▶ **DATA TO EXAMINE**:
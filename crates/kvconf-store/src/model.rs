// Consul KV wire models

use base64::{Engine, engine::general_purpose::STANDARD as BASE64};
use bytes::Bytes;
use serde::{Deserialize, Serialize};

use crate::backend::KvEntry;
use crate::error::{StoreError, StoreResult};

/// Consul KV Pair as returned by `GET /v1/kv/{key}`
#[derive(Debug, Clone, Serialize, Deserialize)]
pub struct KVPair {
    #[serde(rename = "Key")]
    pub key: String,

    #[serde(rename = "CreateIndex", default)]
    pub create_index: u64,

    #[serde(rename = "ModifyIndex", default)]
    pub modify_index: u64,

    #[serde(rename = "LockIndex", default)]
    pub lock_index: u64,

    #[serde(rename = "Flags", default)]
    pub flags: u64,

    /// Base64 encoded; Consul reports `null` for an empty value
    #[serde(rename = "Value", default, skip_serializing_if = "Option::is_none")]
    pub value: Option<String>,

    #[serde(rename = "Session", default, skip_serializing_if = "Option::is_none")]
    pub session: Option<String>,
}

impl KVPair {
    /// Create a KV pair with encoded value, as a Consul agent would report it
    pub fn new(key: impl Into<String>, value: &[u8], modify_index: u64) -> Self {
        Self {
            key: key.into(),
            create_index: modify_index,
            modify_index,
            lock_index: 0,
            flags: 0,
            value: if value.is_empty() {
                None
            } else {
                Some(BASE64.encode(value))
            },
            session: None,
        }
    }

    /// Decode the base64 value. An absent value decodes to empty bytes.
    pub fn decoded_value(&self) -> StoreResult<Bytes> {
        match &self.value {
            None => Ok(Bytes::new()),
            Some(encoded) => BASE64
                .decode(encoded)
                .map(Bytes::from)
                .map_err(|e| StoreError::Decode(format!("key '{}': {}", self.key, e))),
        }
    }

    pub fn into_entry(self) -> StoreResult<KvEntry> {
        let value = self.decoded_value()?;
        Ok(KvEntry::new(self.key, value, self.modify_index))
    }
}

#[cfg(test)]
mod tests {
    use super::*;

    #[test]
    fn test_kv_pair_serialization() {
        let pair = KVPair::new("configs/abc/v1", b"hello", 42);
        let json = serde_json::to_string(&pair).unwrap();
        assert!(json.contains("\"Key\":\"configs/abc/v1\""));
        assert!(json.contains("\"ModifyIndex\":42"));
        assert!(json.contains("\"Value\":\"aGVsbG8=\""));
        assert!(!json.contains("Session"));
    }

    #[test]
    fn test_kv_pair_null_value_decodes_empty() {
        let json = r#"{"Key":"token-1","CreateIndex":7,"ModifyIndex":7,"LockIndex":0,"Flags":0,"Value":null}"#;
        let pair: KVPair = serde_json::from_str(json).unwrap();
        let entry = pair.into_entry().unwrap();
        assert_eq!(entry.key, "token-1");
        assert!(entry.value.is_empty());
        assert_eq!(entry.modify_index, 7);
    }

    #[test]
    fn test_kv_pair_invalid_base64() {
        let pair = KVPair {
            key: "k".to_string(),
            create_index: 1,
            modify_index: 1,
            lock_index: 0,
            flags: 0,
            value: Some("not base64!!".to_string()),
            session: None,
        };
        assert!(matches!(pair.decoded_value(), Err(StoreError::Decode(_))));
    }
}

▶ **DIRECTIONS**: Among the lines of the data, find every one that holds "KvEntry" and copy it.

▶ **EXERCISE ANSWER**:
use crate::backend::KvEntry;
    pub fn into_entry(self) -> StoreResult<KvEntry> {
        Ok(KvEntry::new(self.key, value, self.modify_index))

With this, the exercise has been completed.